We've also got to stop things like that tea pot museum, he said. "I would suggest you talk to your own folks about the tea pot museum," Goss said. "I didn't have anything to do with that." The proposed Tea Pot Museum was, of course, Virginia Foxx's big ear-mark.

Best Goss line: "We've got to stop throwing rocks, folks. Any moron can throw rocks and identify problems all day long."

Monday, October 25, 2010

The Sin of Omission

Nicely printed cards listing Republican candidates for office were being passed out on the ASU campus today.

Missing from the list ... Virginia Foxx.

Live by the Sword, Die by the Sword

This is rich. Fred Eshelman, one of the millionaires funding the attacks on Steve Goss and Cullie Tarleton, also happens to be on the Board of Trustees at UNC-Wilmington, and he's quoted in the Wilmington Star News now worrying that a new General Assembly in Raleigh might "slash and burn" their way through the state budget next year. (Hattip: Chris Fitzsimon)

'Course, having lots of money and plenty of influence with the projected new Republican members of the General Assembly gives Mr. Eshelman ideas about that: "He said the period between the election and the new session may be the time for trustees to make in-roads to convince decision makers about UNCW's importance."

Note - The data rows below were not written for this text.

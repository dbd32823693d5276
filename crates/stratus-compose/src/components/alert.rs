//! Notification channel: reuse a caller-supplied one or declare a new one.

use serde_json::json;
use stratus_common::constants::ALERT_CHANNEL_LABEL;
use stratus_common::types::ResourceId;

use super::Built;
use crate::handle::ChannelIdentity;
use crate::manifest::{Resource, ResourceKind};
use crate::naming::Scope;

/// Resolver for the alert channel.
#[derive(Debug, Clone)]
pub struct AlertChannel {
    scope: Scope,
}

impl AlertChannel {
    /// Creates the component.
    #[must_use]
    pub const fn new(scope: Scope) -> Self {
        Self { scope }
    }

    /// Wraps `existing` as a reference, or declares a new channel when none
    /// is supplied. A referenced channel declares no resources.
    #[must_use]
    pub fn resolve(&self, existing: Option<&str>) -> Built<ChannelIdentity> {
        if let Some(arn) = existing {
            tracing::info!(
                component = %self.scope.component(),
                arn,
                "reusing existing alert channel"
            );
            return Built::new(
                ChannelIdentity::Referenced {
                    arn: ResourceId::new(arn),
                },
                Vec::new(),
            );
        }

        let logical_id = self.scope.logical_id("Topic");
        let topic_name = format!(
            "{}-{}",
            self.scope.stack_name(),
            self.scope.physical_name("alarms", "Topic")
        );
        let arn = self.scope.arn("sns", &topic_name);
        let resource = Resource::new(
            logical_id.clone(),
            ResourceKind::Topic,
            json!({
                "TopicName": topic_name,
                "DisplayName": ALERT_CHANNEL_LABEL,
            }),
        );
        tracing::info!(
            component = %self.scope.component(),
            arn = %arn,
            "alert channel declared"
        );
        Built::new(
            ChannelIdentity::Created {
                arn,
                logical_id,
                display_name: ALERT_CHANNEL_LABEL.to_string(),
            },
            vec![resource],
        )
    }
}

#[cfg(test)]
mod tests {
    use stratus_common::config::StackSettings;
    use stratus_common::types::ComponentKind;

    use super::*;
    use crate::naming::Namer;

    fn channel() -> AlertChannel {
        AlertChannel::new(Namer::new(&StackSettings::default()).scope(ComponentKind::AlertChannel))
    }

    #[test]
    fn supplied_channel_is_referenced_without_resources() {
        let arn = "arn:aws:sns:us-east-1:123456789012:my-alarm-topic";
        let built = channel().resolve(Some(arn));
        assert!(built.handle.is_referenced());
        assert!(!built.handle.is_created());
        assert_eq!(built.handle.arn().as_str(), arn);
        assert!(built.resources.is_empty());
    }

    #[test]
    fn missing_channel_is_created_with_display_label() {
        let built = channel().resolve(None);
        assert!(built.handle.is_created());
        assert!(!built.handle.is_referenced());
        assert_eq!(built.resources.len(), 1);
        assert_eq!(built.resources[0].properties["DisplayName"], "Infrastructure Alarms");
        assert!(built.handle.is_actionable());
        assert!(
            built
                .handle
                .arn()
                .as_str()
                .starts_with("arn:aws:sns:us-east-1:123456789012:StratusStack-alarms-alertchannel-")
        );
    }
}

Riiight. If you can buy an election, Mr. Eshelman, you can certainly buy a little special treatment for UNCW.

Hope you Tea Partiers are paying good attention to the kind of crack addicts you're helping put into power.

Sunday, October 24, 2010

Sunday Morning Wake Up

The Baptist State Convention of North Carolina has forced out the editor (since 2007) of its bi-weekly newspaper, The Baptist Recorder ... one Norman Jameson. The increasingly conservative denomination was increasingly unhappy with Jameson's writing mainly -- it appears -- because he was increasingly a voice of skepticism about "the creeping Calvinism" that is taking over in Baptist theological training and the movement to purge "unregenerate" Baptists from church rolls.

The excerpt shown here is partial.